YOUR ASSIGNMENT |
Both the line below containing "Node::FanOut(fan_out.branches)" and the line containing "pub enum StageErrorKind", along with every line between them, should be repeated exactly; no other line belongs in the answer.

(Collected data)

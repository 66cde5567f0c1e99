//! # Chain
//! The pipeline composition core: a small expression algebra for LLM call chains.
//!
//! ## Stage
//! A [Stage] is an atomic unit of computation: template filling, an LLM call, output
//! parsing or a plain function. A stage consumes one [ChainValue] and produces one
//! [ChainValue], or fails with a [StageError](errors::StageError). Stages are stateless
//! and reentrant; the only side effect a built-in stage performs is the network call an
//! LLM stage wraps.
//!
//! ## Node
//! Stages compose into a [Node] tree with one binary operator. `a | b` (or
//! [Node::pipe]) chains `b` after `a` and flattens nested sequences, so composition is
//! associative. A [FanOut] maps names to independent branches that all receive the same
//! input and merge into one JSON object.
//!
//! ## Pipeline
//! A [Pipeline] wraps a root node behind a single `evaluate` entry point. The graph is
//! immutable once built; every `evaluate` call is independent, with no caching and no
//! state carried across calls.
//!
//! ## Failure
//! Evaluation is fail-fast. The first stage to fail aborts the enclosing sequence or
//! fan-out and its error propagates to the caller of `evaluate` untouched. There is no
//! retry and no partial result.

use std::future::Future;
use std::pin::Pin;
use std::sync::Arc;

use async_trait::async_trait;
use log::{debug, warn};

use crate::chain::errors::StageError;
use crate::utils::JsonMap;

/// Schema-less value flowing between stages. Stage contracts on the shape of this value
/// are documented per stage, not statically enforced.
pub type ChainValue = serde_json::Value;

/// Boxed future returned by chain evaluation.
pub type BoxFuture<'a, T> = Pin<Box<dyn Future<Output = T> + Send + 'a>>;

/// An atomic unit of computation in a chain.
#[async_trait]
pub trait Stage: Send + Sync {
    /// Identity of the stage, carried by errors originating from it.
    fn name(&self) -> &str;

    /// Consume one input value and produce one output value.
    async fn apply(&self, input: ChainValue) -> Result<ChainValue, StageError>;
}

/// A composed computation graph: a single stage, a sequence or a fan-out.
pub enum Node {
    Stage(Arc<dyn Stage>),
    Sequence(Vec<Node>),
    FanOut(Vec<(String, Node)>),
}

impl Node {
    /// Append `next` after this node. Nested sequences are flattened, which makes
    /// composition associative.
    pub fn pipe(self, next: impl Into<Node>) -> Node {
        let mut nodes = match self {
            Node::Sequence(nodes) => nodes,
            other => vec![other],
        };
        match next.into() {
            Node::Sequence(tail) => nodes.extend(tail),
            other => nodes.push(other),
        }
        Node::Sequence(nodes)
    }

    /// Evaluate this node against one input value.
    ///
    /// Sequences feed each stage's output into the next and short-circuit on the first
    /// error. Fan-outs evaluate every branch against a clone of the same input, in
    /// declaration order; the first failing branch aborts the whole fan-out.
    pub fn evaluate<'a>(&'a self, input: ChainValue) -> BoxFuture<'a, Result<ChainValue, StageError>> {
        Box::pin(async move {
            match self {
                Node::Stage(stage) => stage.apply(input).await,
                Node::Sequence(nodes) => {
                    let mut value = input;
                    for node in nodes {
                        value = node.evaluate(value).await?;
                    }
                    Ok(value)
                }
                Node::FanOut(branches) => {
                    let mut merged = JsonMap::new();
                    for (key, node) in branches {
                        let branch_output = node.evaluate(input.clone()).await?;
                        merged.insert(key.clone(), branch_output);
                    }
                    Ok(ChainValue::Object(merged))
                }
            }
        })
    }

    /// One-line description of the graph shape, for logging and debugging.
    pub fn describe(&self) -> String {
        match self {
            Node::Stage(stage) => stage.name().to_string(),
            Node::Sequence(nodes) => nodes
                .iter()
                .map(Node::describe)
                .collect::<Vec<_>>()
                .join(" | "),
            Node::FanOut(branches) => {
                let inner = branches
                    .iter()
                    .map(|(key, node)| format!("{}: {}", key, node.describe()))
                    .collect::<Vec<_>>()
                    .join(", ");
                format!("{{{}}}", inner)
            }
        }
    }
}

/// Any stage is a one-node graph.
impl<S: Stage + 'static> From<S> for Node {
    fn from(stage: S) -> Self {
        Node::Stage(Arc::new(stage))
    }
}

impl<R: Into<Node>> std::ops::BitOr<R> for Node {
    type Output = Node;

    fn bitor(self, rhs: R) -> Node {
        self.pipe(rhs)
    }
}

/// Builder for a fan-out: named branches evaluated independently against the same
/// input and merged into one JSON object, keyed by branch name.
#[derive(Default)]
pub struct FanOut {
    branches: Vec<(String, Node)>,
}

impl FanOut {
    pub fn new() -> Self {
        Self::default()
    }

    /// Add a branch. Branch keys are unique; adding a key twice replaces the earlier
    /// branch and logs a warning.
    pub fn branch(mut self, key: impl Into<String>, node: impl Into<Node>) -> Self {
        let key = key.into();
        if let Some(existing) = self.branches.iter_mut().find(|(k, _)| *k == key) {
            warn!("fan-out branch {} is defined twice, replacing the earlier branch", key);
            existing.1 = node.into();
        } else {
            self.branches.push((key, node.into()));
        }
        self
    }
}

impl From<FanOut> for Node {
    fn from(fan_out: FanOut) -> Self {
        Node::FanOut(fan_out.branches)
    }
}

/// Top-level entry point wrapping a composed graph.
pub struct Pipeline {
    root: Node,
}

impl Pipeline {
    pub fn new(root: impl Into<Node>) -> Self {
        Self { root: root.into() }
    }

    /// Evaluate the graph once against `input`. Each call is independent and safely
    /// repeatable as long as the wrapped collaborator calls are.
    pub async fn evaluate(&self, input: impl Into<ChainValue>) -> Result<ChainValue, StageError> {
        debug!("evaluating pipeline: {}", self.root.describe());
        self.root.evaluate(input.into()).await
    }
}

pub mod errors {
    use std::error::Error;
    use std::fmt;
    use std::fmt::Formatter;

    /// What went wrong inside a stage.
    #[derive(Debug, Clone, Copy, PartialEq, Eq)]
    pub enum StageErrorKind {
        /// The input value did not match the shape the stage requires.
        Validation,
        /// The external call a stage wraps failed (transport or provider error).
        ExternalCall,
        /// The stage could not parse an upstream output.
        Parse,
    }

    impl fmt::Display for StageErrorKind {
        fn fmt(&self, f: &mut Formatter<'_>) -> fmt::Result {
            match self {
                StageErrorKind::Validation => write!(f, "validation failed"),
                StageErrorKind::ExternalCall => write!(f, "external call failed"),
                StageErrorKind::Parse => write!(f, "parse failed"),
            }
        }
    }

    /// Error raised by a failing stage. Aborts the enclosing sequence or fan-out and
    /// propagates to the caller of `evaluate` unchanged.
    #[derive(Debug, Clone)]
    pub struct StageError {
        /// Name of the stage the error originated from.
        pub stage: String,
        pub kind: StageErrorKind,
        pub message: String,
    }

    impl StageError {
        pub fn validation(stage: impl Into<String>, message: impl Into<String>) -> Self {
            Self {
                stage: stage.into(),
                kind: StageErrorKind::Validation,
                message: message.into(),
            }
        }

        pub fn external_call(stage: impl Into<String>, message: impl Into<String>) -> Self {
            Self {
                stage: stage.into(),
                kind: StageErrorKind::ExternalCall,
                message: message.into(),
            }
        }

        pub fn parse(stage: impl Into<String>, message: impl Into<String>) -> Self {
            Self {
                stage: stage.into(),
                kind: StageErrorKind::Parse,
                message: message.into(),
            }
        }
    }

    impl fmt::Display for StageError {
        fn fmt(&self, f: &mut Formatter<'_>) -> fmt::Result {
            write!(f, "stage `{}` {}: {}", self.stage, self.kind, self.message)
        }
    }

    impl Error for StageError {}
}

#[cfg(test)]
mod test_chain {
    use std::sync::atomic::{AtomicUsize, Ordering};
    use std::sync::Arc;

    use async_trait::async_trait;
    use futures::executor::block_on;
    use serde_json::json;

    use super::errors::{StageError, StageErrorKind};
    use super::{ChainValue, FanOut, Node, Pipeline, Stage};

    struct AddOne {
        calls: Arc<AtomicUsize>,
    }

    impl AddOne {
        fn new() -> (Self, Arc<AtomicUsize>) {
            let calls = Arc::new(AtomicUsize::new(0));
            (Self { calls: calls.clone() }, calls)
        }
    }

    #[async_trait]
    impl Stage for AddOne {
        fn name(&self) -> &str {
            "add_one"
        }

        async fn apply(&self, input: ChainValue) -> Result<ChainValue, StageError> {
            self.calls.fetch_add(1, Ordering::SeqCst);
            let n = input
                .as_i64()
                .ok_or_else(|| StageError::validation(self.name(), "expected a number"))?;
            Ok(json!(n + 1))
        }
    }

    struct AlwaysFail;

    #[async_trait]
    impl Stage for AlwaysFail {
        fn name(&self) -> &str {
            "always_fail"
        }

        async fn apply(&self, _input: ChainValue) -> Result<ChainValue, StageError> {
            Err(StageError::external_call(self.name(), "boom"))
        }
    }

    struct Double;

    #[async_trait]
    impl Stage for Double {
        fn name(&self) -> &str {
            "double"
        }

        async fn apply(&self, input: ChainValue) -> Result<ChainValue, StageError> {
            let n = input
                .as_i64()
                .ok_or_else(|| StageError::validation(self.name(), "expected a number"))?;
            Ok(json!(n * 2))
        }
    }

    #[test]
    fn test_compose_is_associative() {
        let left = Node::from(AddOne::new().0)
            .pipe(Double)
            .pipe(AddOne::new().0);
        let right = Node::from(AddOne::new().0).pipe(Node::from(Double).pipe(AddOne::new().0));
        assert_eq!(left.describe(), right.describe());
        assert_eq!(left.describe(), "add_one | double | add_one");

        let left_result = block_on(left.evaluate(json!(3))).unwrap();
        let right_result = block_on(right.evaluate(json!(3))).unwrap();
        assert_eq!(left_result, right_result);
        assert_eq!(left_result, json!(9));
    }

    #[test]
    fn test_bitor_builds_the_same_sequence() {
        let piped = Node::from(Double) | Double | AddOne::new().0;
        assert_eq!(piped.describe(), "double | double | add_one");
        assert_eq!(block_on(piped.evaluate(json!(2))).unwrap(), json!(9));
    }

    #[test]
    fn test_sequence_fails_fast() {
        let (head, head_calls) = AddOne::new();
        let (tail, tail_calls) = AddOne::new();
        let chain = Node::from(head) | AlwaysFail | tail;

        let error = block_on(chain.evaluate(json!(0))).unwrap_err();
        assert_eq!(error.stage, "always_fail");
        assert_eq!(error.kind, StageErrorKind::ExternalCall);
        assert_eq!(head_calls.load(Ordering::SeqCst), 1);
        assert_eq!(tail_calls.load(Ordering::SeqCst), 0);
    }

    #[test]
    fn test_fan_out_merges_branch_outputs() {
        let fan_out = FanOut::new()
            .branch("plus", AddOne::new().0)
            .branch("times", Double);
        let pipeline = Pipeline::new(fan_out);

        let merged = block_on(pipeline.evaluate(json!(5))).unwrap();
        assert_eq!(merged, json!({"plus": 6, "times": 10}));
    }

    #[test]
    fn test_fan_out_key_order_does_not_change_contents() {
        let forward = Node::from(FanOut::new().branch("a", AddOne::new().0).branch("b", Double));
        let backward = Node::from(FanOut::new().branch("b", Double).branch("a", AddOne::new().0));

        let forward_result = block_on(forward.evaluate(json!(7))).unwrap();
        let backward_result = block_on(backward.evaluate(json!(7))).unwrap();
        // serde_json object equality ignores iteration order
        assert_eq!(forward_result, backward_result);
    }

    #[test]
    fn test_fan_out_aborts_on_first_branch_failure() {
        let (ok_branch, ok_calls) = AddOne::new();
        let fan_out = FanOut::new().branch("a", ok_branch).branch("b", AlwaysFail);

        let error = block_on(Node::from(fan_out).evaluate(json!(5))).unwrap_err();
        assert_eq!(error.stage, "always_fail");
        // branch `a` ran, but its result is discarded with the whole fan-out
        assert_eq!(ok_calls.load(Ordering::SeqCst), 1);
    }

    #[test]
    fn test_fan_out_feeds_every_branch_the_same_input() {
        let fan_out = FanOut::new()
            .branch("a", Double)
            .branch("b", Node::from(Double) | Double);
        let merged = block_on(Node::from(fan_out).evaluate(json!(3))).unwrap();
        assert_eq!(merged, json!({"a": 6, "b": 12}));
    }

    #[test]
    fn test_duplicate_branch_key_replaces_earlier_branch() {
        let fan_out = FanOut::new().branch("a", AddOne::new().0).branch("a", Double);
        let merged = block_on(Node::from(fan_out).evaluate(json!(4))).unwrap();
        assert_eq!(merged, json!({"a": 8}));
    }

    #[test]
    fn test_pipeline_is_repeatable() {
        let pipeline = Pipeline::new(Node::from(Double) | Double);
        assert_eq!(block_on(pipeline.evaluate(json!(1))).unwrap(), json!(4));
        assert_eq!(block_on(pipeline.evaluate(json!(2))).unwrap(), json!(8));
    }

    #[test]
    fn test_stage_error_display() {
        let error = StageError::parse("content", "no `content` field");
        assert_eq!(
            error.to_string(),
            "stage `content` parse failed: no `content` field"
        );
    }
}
* * *
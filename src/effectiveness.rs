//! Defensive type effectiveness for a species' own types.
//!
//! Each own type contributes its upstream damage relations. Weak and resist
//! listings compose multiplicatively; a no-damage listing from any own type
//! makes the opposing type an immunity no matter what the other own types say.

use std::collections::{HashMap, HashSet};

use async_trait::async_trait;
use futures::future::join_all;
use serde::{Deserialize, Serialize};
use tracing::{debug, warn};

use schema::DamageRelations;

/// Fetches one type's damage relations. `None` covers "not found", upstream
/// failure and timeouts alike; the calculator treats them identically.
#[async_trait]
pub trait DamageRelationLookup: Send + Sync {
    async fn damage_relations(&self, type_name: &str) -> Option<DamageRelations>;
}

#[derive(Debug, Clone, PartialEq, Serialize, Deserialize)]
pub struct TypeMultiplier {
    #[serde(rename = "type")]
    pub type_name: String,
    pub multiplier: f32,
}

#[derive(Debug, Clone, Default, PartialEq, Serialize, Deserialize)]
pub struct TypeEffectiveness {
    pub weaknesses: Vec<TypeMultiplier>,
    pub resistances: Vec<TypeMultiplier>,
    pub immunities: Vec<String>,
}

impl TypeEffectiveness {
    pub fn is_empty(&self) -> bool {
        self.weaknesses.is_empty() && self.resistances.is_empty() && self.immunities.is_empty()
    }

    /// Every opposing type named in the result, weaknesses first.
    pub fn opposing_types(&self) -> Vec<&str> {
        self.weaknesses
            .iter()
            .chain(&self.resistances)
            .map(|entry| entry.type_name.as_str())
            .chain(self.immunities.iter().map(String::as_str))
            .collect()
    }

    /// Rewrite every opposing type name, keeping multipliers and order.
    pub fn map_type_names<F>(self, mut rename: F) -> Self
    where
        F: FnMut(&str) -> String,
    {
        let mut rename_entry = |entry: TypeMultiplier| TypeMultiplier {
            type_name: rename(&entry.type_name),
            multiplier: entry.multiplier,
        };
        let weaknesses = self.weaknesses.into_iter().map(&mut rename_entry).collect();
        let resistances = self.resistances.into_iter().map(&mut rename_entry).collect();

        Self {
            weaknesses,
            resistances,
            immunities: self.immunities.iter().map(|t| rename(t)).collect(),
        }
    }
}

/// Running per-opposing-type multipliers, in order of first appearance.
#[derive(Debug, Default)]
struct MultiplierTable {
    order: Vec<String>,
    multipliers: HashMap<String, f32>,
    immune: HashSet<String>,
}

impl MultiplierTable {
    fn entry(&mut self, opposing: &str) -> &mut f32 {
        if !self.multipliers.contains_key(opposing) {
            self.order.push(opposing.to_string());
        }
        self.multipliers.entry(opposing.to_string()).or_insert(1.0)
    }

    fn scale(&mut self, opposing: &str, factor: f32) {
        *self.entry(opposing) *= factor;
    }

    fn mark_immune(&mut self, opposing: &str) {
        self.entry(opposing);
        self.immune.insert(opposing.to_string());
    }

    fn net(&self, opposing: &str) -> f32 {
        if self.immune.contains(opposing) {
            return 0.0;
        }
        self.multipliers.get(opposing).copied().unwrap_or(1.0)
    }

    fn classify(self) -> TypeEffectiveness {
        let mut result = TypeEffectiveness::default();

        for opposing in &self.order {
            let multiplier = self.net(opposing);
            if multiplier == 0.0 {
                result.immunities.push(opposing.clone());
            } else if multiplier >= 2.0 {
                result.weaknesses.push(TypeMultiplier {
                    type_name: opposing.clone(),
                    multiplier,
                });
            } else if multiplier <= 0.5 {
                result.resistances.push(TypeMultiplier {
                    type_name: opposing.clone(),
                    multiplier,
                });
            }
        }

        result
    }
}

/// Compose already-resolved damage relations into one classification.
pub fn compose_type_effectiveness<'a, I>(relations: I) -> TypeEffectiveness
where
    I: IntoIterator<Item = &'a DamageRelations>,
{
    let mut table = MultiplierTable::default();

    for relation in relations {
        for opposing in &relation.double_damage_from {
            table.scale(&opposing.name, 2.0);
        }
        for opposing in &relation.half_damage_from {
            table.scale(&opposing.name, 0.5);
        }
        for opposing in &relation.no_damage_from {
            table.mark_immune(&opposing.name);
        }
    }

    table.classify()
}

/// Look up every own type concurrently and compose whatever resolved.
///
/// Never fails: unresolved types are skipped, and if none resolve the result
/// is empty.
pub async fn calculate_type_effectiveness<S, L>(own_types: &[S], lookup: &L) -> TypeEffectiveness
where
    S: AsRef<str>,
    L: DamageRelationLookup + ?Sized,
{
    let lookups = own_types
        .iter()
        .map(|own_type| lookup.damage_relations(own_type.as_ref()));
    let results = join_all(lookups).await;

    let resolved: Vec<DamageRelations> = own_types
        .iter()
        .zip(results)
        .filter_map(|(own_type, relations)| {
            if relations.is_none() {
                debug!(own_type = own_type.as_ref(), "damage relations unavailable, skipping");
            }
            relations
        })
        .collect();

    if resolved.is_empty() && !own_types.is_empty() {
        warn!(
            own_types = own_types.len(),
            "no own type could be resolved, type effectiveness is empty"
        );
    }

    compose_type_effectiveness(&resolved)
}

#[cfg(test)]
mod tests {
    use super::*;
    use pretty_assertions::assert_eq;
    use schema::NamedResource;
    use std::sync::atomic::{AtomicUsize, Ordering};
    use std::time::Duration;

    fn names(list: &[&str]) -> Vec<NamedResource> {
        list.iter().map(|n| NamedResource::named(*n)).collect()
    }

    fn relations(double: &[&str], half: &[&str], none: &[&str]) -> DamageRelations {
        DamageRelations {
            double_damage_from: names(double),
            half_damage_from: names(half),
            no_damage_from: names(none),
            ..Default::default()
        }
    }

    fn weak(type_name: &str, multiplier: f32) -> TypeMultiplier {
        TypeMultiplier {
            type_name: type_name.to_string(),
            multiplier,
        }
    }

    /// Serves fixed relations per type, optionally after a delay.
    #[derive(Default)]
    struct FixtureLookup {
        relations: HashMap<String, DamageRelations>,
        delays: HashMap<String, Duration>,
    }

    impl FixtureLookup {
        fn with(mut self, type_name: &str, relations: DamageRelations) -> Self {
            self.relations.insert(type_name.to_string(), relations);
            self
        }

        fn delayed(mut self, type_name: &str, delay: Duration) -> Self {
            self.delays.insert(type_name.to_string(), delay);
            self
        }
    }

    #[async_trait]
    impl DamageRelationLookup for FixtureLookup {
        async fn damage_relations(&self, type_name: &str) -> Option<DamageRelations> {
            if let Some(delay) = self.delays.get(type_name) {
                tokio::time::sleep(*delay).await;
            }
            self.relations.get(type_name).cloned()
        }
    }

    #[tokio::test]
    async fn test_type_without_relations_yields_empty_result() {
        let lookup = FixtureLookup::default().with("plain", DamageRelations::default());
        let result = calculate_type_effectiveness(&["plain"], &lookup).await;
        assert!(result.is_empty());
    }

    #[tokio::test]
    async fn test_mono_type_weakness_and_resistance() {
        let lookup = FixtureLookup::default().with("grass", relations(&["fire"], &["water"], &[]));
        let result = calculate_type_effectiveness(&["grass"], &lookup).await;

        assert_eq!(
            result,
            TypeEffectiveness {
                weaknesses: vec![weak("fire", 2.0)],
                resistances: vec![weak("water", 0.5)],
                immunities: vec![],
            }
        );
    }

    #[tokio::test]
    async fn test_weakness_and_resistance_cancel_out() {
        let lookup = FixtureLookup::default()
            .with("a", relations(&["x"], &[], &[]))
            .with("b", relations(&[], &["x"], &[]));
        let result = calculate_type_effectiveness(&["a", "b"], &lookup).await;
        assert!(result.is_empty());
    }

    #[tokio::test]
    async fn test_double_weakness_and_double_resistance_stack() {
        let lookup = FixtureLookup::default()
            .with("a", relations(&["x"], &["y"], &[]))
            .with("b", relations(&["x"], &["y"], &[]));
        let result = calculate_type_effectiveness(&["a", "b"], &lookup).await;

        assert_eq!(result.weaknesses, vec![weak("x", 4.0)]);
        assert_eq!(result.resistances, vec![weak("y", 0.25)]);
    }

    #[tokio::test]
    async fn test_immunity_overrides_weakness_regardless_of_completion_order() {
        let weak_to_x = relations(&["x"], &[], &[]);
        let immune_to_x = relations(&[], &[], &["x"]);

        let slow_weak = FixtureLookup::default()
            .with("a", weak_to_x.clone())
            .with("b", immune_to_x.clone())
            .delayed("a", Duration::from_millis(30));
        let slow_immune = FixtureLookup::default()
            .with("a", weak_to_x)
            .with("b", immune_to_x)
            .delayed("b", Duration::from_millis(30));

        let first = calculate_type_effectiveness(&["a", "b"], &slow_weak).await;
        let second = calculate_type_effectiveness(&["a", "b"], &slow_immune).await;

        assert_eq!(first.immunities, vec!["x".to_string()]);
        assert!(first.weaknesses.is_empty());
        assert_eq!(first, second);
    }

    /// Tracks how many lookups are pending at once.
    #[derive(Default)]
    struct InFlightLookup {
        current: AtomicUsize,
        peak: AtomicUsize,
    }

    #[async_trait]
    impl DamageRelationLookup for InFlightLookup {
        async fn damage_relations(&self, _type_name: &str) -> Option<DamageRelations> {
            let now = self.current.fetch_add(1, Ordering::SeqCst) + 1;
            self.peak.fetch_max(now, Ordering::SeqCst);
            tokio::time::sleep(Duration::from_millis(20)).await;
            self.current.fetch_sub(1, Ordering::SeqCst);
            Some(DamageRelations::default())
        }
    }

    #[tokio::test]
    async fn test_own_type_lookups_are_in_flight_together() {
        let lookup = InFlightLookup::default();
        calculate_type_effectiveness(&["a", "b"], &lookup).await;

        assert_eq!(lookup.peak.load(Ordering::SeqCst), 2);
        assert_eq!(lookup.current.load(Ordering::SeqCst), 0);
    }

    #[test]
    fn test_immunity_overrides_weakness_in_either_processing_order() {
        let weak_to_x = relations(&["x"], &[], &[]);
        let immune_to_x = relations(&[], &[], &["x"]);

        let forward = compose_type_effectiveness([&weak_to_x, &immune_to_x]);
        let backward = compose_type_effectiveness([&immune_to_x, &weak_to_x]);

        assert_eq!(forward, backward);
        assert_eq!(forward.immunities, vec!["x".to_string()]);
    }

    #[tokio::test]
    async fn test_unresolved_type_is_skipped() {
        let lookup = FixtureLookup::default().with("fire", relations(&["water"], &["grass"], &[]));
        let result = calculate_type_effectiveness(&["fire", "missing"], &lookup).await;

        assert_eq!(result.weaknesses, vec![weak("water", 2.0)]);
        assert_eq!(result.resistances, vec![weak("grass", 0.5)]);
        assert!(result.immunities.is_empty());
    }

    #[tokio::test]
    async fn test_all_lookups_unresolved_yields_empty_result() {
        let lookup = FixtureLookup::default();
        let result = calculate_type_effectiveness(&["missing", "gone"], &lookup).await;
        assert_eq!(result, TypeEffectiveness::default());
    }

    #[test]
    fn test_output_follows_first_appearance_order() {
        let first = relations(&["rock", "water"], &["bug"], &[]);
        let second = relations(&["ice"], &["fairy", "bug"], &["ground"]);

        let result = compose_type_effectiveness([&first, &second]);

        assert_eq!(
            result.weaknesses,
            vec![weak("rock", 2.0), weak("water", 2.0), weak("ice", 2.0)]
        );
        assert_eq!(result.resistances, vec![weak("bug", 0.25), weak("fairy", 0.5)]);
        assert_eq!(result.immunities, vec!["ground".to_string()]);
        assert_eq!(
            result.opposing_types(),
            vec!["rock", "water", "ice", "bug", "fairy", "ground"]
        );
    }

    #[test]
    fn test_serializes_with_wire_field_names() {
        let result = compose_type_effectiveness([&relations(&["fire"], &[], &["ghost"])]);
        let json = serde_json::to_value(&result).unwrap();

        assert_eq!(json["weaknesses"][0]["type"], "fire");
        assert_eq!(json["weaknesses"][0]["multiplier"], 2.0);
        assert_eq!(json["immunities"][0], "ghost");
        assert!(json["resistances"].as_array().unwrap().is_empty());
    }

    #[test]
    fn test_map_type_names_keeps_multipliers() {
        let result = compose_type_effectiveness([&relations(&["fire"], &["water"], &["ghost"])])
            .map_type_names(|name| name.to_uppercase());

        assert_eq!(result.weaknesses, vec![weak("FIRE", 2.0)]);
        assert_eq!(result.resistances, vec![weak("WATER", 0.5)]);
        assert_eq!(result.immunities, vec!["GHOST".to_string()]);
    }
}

EXERCISE RESULT |
        Node::FanOut(fan_out.branches)
    }
}

/// Top-level entry point wrapping a composed graph.
pub struct Pipeline {
    root: Node,
}

impl Pipeline {
    pub fn new(root: impl Into<Node>) -> Self {
        Self { root: root.into() }
    }

    /// Evaluate the graph once against `input`. Each call is independent and safely
    /// repeatable as long as the wrapped collaborator calls are.
    pub async fn evaluate(&self, input: impl Into<ChainValue>) -> Result<ChainValue, StageError> {
        debug!("evaluating pipeline: {}", self.root.describe());
        self.root.evaluate(input.into()).await
    }
}

pub mod errors {
    use std::error::Error;
    use std::fmt;
    use std::fmt::Formatter;

    /// What went wrong inside a stage.
    #[derive(Debug, Clone, Copy, PartialEq, Eq)]
    pub enum StageErrorKind {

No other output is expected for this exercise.